Records drawn from a dataset:
★ ★ ★ ★

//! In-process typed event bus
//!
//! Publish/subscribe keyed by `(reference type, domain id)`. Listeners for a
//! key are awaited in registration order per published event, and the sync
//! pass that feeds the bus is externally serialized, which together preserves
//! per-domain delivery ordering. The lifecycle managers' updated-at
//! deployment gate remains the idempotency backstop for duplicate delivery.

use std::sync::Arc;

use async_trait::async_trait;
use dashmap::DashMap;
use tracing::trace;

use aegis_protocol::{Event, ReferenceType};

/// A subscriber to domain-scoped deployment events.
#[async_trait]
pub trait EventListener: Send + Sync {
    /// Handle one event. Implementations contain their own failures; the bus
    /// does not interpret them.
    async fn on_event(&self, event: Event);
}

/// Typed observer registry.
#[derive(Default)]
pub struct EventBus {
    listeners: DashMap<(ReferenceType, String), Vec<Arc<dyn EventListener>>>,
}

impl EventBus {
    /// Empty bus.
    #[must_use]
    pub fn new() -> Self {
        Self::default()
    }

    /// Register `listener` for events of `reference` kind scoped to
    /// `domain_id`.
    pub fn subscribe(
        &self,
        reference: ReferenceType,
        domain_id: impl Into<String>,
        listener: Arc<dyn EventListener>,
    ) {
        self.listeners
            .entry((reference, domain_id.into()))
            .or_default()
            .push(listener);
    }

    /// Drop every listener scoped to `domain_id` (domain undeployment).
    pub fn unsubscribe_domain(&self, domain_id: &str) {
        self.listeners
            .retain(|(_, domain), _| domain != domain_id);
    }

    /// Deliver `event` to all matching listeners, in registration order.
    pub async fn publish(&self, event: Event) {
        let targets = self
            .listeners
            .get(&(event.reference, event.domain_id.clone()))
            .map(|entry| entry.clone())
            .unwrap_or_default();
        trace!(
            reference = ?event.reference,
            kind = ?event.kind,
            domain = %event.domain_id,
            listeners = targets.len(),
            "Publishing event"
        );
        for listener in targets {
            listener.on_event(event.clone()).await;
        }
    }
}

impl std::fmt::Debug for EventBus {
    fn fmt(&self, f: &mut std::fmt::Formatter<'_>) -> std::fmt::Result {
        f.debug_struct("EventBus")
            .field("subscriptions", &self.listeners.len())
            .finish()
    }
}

★ ★ ★ ★

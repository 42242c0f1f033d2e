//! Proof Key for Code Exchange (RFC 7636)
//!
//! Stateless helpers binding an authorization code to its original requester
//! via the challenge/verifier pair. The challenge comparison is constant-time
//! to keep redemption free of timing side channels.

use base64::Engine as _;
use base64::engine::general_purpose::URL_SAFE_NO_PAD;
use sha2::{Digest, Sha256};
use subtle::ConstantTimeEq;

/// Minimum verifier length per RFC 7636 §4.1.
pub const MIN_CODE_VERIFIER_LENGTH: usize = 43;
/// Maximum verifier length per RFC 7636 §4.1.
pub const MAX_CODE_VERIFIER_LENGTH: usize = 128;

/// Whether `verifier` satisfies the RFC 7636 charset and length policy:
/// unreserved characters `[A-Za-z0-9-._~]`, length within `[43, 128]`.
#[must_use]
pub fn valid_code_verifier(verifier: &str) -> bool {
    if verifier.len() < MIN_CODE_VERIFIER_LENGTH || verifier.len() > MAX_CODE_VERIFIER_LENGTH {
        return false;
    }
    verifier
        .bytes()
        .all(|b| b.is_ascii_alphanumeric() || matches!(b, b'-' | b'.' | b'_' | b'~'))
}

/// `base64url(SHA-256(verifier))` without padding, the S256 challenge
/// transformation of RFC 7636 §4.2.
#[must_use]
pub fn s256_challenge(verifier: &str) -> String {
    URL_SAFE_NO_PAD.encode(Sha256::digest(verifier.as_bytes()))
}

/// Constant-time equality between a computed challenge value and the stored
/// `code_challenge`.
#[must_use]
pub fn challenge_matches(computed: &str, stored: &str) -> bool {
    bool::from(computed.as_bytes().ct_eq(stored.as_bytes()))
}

★ ★ ★ ★

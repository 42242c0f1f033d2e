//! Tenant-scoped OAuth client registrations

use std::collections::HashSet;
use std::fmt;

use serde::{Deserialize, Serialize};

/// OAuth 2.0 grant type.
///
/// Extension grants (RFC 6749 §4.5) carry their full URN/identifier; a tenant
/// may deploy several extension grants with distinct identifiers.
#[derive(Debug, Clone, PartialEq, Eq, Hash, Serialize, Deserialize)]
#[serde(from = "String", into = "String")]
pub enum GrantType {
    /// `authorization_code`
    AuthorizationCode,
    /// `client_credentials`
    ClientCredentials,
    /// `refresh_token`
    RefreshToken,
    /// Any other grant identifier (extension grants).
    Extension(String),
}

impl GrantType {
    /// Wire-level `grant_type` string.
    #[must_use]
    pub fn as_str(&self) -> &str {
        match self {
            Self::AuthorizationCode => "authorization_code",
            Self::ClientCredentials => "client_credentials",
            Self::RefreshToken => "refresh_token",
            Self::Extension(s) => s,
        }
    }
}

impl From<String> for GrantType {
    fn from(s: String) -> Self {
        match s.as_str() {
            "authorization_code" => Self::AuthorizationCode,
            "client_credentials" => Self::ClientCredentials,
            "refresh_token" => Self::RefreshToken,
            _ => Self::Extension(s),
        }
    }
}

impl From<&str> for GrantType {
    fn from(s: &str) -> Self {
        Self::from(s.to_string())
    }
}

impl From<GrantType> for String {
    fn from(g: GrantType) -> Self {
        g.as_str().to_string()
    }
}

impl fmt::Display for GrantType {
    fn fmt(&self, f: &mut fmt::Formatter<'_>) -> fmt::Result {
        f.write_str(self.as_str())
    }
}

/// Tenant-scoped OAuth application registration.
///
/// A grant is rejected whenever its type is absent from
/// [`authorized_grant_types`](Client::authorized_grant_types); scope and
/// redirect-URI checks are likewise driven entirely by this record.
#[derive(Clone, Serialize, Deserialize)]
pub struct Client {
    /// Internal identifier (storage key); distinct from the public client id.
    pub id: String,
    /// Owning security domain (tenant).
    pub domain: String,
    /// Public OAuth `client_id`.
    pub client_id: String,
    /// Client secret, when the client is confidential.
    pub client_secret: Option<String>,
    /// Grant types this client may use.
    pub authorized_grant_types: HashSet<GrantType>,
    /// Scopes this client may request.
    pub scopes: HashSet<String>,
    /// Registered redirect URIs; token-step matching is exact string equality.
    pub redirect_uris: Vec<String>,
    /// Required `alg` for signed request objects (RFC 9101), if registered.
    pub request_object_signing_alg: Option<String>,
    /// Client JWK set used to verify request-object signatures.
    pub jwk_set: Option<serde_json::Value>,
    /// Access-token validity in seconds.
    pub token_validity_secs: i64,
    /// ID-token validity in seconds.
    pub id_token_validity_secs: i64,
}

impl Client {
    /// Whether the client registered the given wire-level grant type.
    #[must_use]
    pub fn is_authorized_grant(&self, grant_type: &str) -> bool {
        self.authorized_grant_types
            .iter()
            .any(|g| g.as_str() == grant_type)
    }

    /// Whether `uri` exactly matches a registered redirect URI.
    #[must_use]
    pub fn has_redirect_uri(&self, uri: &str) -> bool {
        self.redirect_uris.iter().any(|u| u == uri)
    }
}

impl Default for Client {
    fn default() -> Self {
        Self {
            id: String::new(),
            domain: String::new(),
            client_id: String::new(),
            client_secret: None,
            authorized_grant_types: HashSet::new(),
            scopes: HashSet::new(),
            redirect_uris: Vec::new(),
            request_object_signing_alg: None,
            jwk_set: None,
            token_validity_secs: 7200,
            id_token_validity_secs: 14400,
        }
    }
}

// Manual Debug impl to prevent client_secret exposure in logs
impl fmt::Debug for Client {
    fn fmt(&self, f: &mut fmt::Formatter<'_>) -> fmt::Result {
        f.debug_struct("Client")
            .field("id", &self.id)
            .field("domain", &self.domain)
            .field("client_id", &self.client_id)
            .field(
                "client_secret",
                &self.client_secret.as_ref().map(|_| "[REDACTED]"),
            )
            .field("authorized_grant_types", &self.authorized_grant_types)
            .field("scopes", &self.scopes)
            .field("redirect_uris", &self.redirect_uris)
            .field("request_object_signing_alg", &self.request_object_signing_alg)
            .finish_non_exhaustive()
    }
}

★ ★ ★ ★

• **ACTIVITY**
Once the line with "typed event bus" is found in the records above, print exactly that line and every line after it through the line with "use async_trait::async_trait;".

• **SOLUTION TO THIS EXERCISE**
//! In-process typed event bus
//!
//! Publish/subscribe keyed by `(reference type, domain id)`. Listeners for a
//! key are awaited in registration order per published event, and the sync
//! pass that feeds the bus is externally serialized, which together preserves
//! per-domain delivery ordering. The lifecycle managers' updated-at
//! deployment gate remains the idempotency backstop for duplicate delivery.

use std::sync::Arc;

use async_trait::async_trait;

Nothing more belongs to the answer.